Is there anything available or do I have to roll my own?
A few additional comments:
I cannot use BufferedReader directly since the file location corresponds to what has been buffered so far. In other words, a multiple of the internal buffer size instead of the line location.
I cannot use InputStreamReader directly for performance reasons. Unbuffered would be way to slow, and, btw, lacks convenience methods to read lines.

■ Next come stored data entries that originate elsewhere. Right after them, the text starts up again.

impl Script {
    /// Builds the typed document from a parsed syntax tree.
    pub fn from_tree(tree: &Tree) -> Result<Script, TransformError> {
        let file = tree.root();
        let let_node = child_of_kind(tree, file, NodeKind::Let)
            .ok_or_else(|| malformed(file, "missing let section"))?;
        let in_node = child_of_kind(tree, file, NodeKind::In)
            .ok_or_else(|| malformed(file, "missing in section"))?;

        let assignments = tree
            .children(let_node)
            .filter(|child| child.kind == NodeKind::Binding)
            .map(|binding| assignment_from_node(tree, binding))
            .collect::<Result<Vec<_>, _>>()?;

        let in_expr = if let Some(call) = child_of_kind(tree, in_node, NodeKind::FuncCall) {
            InExpr::Call(func_call_from_node(tree, call)?)
        } else if let Some(ident) = child_of_kind(tree, in_node, NodeKind::Identifier) {
            InExpr::Reference(literal(ident).to_string())
        } else {
            return Err(malformed(in_node, "in section has no expression"));
        };

        normalize(assignments, in_expr)
    }
}

// ============================================================================
// at_time handling
// ============================================================================

/// Lifts the `at_time` binding into the typed field and records where it sat.
/// Without a binding, literal solve timestamps are lifted instead, leaving an
/// `at_time` reference in each solve call they came from.
fn normalize(assignments: Vec<Assignment>, mut in_expr: InExpr) -> Result<Script, TransformError> {
    let mut at_time = None;
    let mut at_time_binding = None;
    let mut bindings = Vec::with_capacity(assignments.len());
    for assignment in assignments {
        if assignment.key == AT_TIME {
            let Value::String(raw) = &assignment.value else {
                return Err(TransformError::UnexpectedShape {
                    path: format!("/{LET_KEY}/{AT_TIME}"),
                    expected: "timestamp string",
                    found: assignment.value.type_name().to_string(),
                });
            };
            at_time = Some(parse_timestamp(raw)?);
            at_time_binding = Some(bindings.len());
        } else {
            bindings.push(assignment);
        }
    }

    // With a declared binding, solve literals stay literals
    if at_time_binding.is_none() {
        for binding in &mut bindings {
            lift_solve_at_time(&mut binding.value, &mut at_time)?;
        }
        if let InExpr::Call(call) = &mut in_expr {
            lift_call_at_time(call, &mut at_time)?;
        }
    }

    Ok(Script {
        at_time,
        at_time_binding,
        assignments: bindings,
        in_expr,
    })
}

fn lift_solve_at_time(
    value: &mut Value,
    at_time: &mut Option<DateTime<Utc>>,
) -> Result<(), TransformError> {
    match value {
        Value::FuncCall(call) => lift_call_at_time(call, at_time),
        Value::List(items) => items
            .iter_mut()
            .try_for_each(|item| lift_solve_at_time(item, at_time)),
        Value::Object(entries) => entries
            .iter_mut()
            .try_for_each(|entry| lift_solve_at_time(&mut entry.value, at_time)),
        _ => Ok(()),
    }
}

fn lift_call_at_time(
    call: &mut FuncCall,
    at_time: &mut Option<DateTime<Utc>>,
) -> Result<(), TransformError> {
    if is_solve_function(&call.name) {
        if let Some(arg) = call.argument_mut(AT_TIME) {
            if let Value::String(raw) = &*arg {
                let parsed = parse_timestamp(raw)?;
                match *at_time {
                    None => *at_time = Some(parsed),
                    Some(existing) if existing == parsed => {}
                    // A second, different timestamp stays a literal
                    Some(_) => return Ok(()),
                }
                *arg = Value::Identifier(AT_TIME.to_string());
                return Ok(());
            }
        }
    }
    call.arguments
        .iter_mut()
        .try_for_each(|arg| lift_solve_at_time(&mut arg.value, at_time))
}

// ============================================================================
// Script -> BuildExpression
// ============================================================================

/// Writes [`Value`]s as JSON. With `inline_at_time` set, solve calls get the
/// timestamp literal in place of their `at_time` reference.
struct Encoder<'a> {
    inline_at_time: Option<&'a DateTime<Utc>>,
}

impl Encoder<'_> {
    fn encode(&self, value: &Value, in_solve_at_time: bool) -> Result<Json, TransformError> {
        Ok(match value {
            Value::FuncCall(call) => {
                let mut arguments = Map::new();
                for arg in &call.arguments {
                    let substitute = is_solve_function(&call.name) && arg.key == AT_TIME;
                    arguments.insert(arg.key.clone(), self.encode(&arg.value, substitute)?);
                }
                let mut object = Map::new();
                object.insert(call.name.clone(), Json::Object(arguments));
                Json::Object(object)
            }
            Value::List(items) => Json::Array(
                items
                    .iter()
                    .map(|item| self.encode(item, false))
                    .collect::<Result<_, _>>()?,
            ),
            Value::String(s) => {
                if s.strip_prefix('$').is_some_and(is_identifier) {
                    return Err(TransformError::AmbiguousString(s.clone()));
                }
                Json::String(s.clone())
            }
            Value::Number(n) => Json::Number(
                Number::from_str(&n.to_string())
                    .map_err(|_| TransformError::UnrepresentableNumber(*n))?,
            ),
            Value::Bool(b) => Json::Bool(*b),
            Value::Identifier(name) => match self.inline_at_time {
                Some(at_time) if in_solve_at_time && name == AT_TIME => {
                    Json::String(format_timestamp(at_time))
                }
                _ => Json::String(format!("${name}")),
            },
            Value::Null => Json::Null,
            Value::Object(entries) => {
                let mut object = Map::new();
                for entry in entries {
                    object.insert(entry.key.clone(), self.encode(&entry.value, false)?);
                }
                if let Some((name, _)) = single_function(&object) {
                    return Err(TransformError::AmbiguousObject(name.clone()));
                }
                Json::Object(object)
            }
        })
    }
}

impl Script {
    /// Serializes the script to its wire form. Bindings and object keys keep
    /// their order, so equal scripts always produce identical JSON.
    ///
    /// A declared `at_time` binding is written back at its position and solve
    /// calls keep referring to it; otherwise the timestamp goes inline.
    pub fn to_build_expression(&self) -> Result<BuildExpression, TransformError> {
        let placement = self.at_time_placement();
        let encoder = Encoder {
            inline_at_time: self.at_time.as_ref().filter(|_| placement.is_none()),
        };

        let mut bindings = self
            .assignments
            .iter()
            .map(|a| Ok((a.key.clone(), encoder.encode(&a.value, false)?)))
            .collect::<Result<Vec<_>, TransformError>>()?;
        let in_value = encoder.encode(&self.in_expr.to_value(), false)?;

        if let (Some(index), Some(at_time)) = (placement, &self.at_time) {
            bindings.insert(
                index,
                (AT_TIME.to_string(), Json::String(format_timestamp(at_time))),
            );
        }

        let mut document = Map::new();
        document.insert(LET_KEY.to_string(), Json::Object(bindings.into_iter().collect()));
        document.insert(IN_KEY.to_string(), in_value);
        debug!(bindings = self.assignments.len(), "encoded build expression");
        BuildExpression::from_value(Json::Object(document))
    }

    /// Reads a script back from its wire form.
    pub fn from_build_expression(expr: &BuildExpression) -> Result<Script, TransformError> {
        let bindings = expr.bindings().ok_or(TransformError::MissingKey(LET_KEY))?;
        let assignments = bindings
            .iter()
            .map(|(key, value)| {
                let path = format!("/{LET_KEY}/{}", pointer_segment(key));
                Ok(Assignment::new(key.clone(), decode(value, &path)?))
            })
            .collect::<Result<Vec<_>, TransformError>>()?;

        let in_path = format!("/{IN_KEY}");
        let in_expr = match decode(expr.in_value(), &in_path)? {
            Value::Identifier(name) => InExpr::Reference(name),
            Value::FuncCall(call) => InExpr::Call(call),
            other => {
                return Err(TransformError::UnexpectedShape {
                    path: in_path,
                    expected: "reference or function call",
                    found: other.type_name().to_string(),
                });
            }
        };

        debug!(bindings = assignments.len(), "decoded build expression");
        normalize(assignments, in_expr)
    }
}

// ============================================================================
// BuildExpression -> Value
// ============================================================================

fn decode_entries(object: &Map<String, Json>, path: &str) -> Result<Vec<Assignment>, TransformError> {
    object
        .iter()
        .map(|(key, value)| {
            let path = format!("{path}/{}", pointer_segment(key));
            Ok(Assignment::new(key.clone(), decode(value, &path)?))
        })
        .collect()
}
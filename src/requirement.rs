//! Requirements of the active solve call.
//!
//! A requirement lives in the `requirements` argument of the solve node the
//! build expression's `in` value resolves to:
//!
//! ```text
//! {"name": "DateTime", "namespace": "language/perl",
//!  "version_requirements": [{"comparator": "gte", "version": "1.50"}]}
//! ```
//!
//! Entries may also carry their constraints as a function value under
//! `version`, e.g. `And(left = Gte(value = "1.50"), right = Lt(value = "2"))`.
//! Updates always write the `version_requirements` form.

use std::{fmt, str::FromStr, sync::LazyLock};

use chrono::{DateTime, Utc};
use regex::Regex;
use serde::{Deserialize, Serialize};
use serde_json::{Map, Value as Json, json};
use thiserror::Error;
use tracing::debug;

use crate::{
    ast::{InExpr, Script},
    expression::{BuildExpression, IN_KEY, LET_KEY, json_type_name, pointer_segment},
    transform::{AT_TIME, TransformError, decode, format_timestamp},
    value::{Assignment, FuncCall, Value, is_solve_function},
};

pub const REQUIREMENTS_KEY: &str = "requirements";
const VERSION_REQUIREMENTS_KEY: &str = "version_requirements";
const VERSION_KEY: &str = "version";

#[derive(Debug, Error)]
pub enum RequirementError {
    #[error("build expression has no solve node reachable from 'in'")]
    SolveNotFound,

    #[error("solve node at {path} has no requirements")]
    RequirementsNotFound { path: String },

    #[error("requirements at {path} must be a list, found {found}")]
    NotAList { path: String, found: &'static str },

    #[error("malformed requirement at index {index}: {reason}")]
    Malformed { index: usize, reason: String },

    #[error("requirement '{name}' in namespace '{namespace}' not found")]
    NotFound { name: String, namespace: String },

    #[error("unknown version comparator '{0}'")]
    UnknownComparator(String),

    #[error("invalid requirement '{spec}': {reason}")]
    InvalidSpec { spec: String, reason: String },

    #[error(transparent)]
    Transform(#[from] TransformError),
}

#[derive(Debug, Clone, Copy, PartialEq, Eq, Hash, Serialize, Deserialize)]
#[serde(rename_all = "lowercase")]
pub enum Comparator {
    Eq,
    Ne,
    Gt,
    Gte,
    Lt,
    Lte,
}

impl Comparator {
    pub const ALL: [Comparator; 6] = [
        Comparator::Eq,
        Comparator::Ne,
        Comparator::Gt,
        Comparator::Gte,
        Comparator::Lt,
        Comparator::Lte,
    ];

    /// Wire name, e.g. `gte`
    pub fn as_str(self) -> &'static str {
        match self {
            Comparator::Eq => "eq",
            Comparator::Ne => "ne",
            Comparator::Gt => "gt",
            Comparator::Gte => "gte",
            Comparator::Lt => "lt",
            Comparator::Lte => "lte",
        }
    }

    /// Name of the builder function, e.g. `Gte`
    pub fn function_name(self) -> &'static str {
        match self {
            Comparator::Eq => "Eq",
            Comparator::Ne => "Ne",
            Comparator::Gt => "Gt",
            Comparator::Gte => "Gte",
            Comparator::Lt => "Lt",
            Comparator::Lte => "Lte",
        }
    }

    pub fn symbol(self) -> &'static str {
        match self {
            Comparator::Eq => "==",
            Comparator::Ne => "!=",
            Comparator::Gt => ">",
            Comparator::Gte => ">=",
            Comparator::Lt => "<",
            Comparator::Lte => "<=",
        }
    }

    fn from_symbol(symbol: &str) -> Option<Comparator> {
        match symbol {
            "" | "=" | "==" => Some(Comparator::Eq),
            _ => Self::ALL.into_iter().find(|c| c.symbol() == symbol),
        }
    }

    fn from_function_name(name: &str) -> Option<Comparator> {
        Self::ALL.into_iter().find(|c| c.function_name() == name)
    }
}

impl FromStr for Comparator {
    type Err = RequirementError;

    fn from_str(s: &str) -> Result<Self, Self::Err> {
        Self::ALL
            .into_iter()
            .find(|c| c.as_str() == s)
            .ok_or_else(|| RequirementError::UnknownComparator(s.to_string()))
    }
}

#[derive(Debug, Clone, PartialEq, Eq, Hash, Serialize, Deserialize)]
pub struct VersionConstraint {
    pub comparator: Comparator,
    pub version: String,
}

impl VersionConstraint {
    pub fn new(comparator: Comparator, version: impl Into<String>) -> Self {
        VersionConstraint {
            comparator,
            version: version.into(),
        }
    }

    fn to_json(&self) -> Json {
        json!({ "comparator": self.comparator.as_str(), "version": self.version })
    }
}

impl fmt::Display for VersionConstraint {
    fn fmt(&self, f: &mut fmt::Formatter<'_>) -> fmt::Result {
        write!(f, "{}{}", self.comparator.symbol(), self.version)
    }
}

#[derive(Debug, Clone, PartialEq, Eq)]
pub struct Requirement {
    pub name: String,
    pub namespace: String,
    pub version_constraints: Vec<VersionConstraint>,
}

impl Requirement {
    pub fn new(namespace: impl Into<String>, name: impl Into<String>) -> Self {
        Requirement {
            name: name.into(),
            namespace: namespace.into(),
            version_constraints: Vec::new(),
        }
    }

    pub fn with_constraints(mut self, constraints: Vec<VersionConstraint>) -> Self {
        self.version_constraints = constraints;
        self
    }

    fn matches(&self, entry: &Json) -> bool {
        entry.get("name").and_then(Json::as_str) == Some(self.name.as_str())
            && entry.get("namespace").and_then(Json::as_str) == Some(self.namespace.as_str())
    }

    fn matches_value(&self, entry: &Value) -> bool {
        let Value::Object(entries) = entry else {
            return false;
        };
        let field = |key: &str| {
            entries
                .iter()
                .find(|e| e.key == key)
                .and_then(|e| e.value.as_str())
        };
        field("name") == Some(self.name.as_str())
            && field("namespace") == Some(self.namespace.as_str())
    }

    fn to_value(&self) -> Value {
        let mut entries = vec![
            Assignment::new("name", Value::String(self.name.clone())),
            Assignment::new("namespace", Value::String(self.namespace.clone())),
        ];
        if !self.version_constraints.is_empty() {
            entries.push(Assignment::new(
                VERSION_REQUIREMENTS_KEY,
                constraints_list(&self.version_constraints),
            ));
        }
        Value::Object(entries)
    }

    fn to_json(&self) -> Json {
        let mut entry = Map::new();
        entry.insert("name".to_string(), Json::String(self.name.clone()));
        entry.insert("namespace".to_string(), Json::String(self.namespace.clone()));
        if !self.version_constraints.is_empty() {
            entry.insert(
                VERSION_REQUIREMENTS_KEY.to_string(),
                constraints_to_json(&self.version_constraints),
            );
        }
        Json::Object(entry)
    }

    fn from_json(entry: &Json, index: usize, path: &str) -> Result<Requirement, RequirementError> {
        let malformed = |reason: String| RequirementError::Malformed { index, reason };

        let Json::Object(object) = entry else {
            return Err(malformed(format!("expected object, found {}", json_type_name(entry))));
        };
        let field = |key: &str| -> Result<String, RequirementError> {
            match object.get(key) {
                Some(Json::String(s)) => Ok(s.clone()),
                Some(other) => Err(malformed(format!(
                    "'{key}' must be a string, found {}",
                    json_type_name(other)
                ))),
                None => Err(malformed(format!("missing '{key}'"))),
            }
        };

        let name = field("name")?;
        let namespace = field("namespace")?;

        let version_constraints = match (
            object.get(VERSION_REQUIREMENTS_KEY),
            object.get(VERSION_KEY),
        ) {
            (Some(Json::Array(items)), _) => items
                .iter()
                .map(|item| constraint_from_json(item).map_err(malformed))
                .collect::<Result<Vec<_>, _>>()?,
            (Some(Json::Null) | None, Some(version)) if !version.is_null() => {
                let value = decode(version, &format!("{path}/{index}/{VERSION_KEY}"))?;
                constraints_from_value(&value).map_err(malformed)?
            }
            (Some(Json::Null) | None, _) => Vec::new(),
            (Some(other), _) => {
                return Err(malformed(format!(
                    "'{VERSION_REQUIREMENTS_KEY}' must be a list, found {}",
                    json_type_name(other)
                )));
            }
        };

        Ok(Requirement {
            name,
            namespace,
            version_constraints,
        })
    }
}

impl fmt::Display for Requirement {
    fn fmt(&self, f: &mut fmt::Formatter<'_>) -> fmt::Result {
        write!(f, "{}/{}", self.namespace, self.name)?;
        if !self.version_constraints.is_empty() {
            let constraints: Vec<String> =
                self.version_constraints.iter().map(ToString::to_string).collect();
            write!(f, "@{}", constraints.join(","))?;
        }
        Ok(())
    }
}

static SPEC_PATTERN: LazyLock<Regex> = LazyLock::new(|| {
    Regex::new(r"^(?P<namespace>[^@\s]+)/(?P<name>[^/@\s]+)(?:@(?P<versions>.+))?$")
        .expect("requirement spec pattern is valid")
});

static CONSTRAINT_PATTERN: LazyLock<Regex> = LazyLock::new(|| {
    Regex::new(r"^(?P<op>>=|<=|!=|==|>|<|=)?\s*(?P<version>[^\s,<>=!]+)$")
        .expect("constraint pattern is valid")
});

I cannot use RandomAccessFile since 1. it's zipped, and 2. RandomAccessFile uses "modified" UTF-8
I guess the best would be use a kind of of buffered reader keeping track of file location and buffer offset ...but this sounds quite cumbersome. But maybe I missed something. Perhaps there is already something existing to do that, to read files line by lines and keep track of location (even if zipped).
Thanks for tips,
Arnaud
I think jzran could be pretty much what you're looking for:
It's a Java library based on the
zran.c sample from zlib.
You can preprocess a large gzip
archive, producing an "index" that can
be used for random read access.
You can balance between index size and
access speed.
What you are looking for is called mark(), markSupported() and skip().
This methods are declared both in InputStream and Reader, so you are welcome to use them.
GZIP compression does not support seeking. Previous data blocks are needed to build compression tables...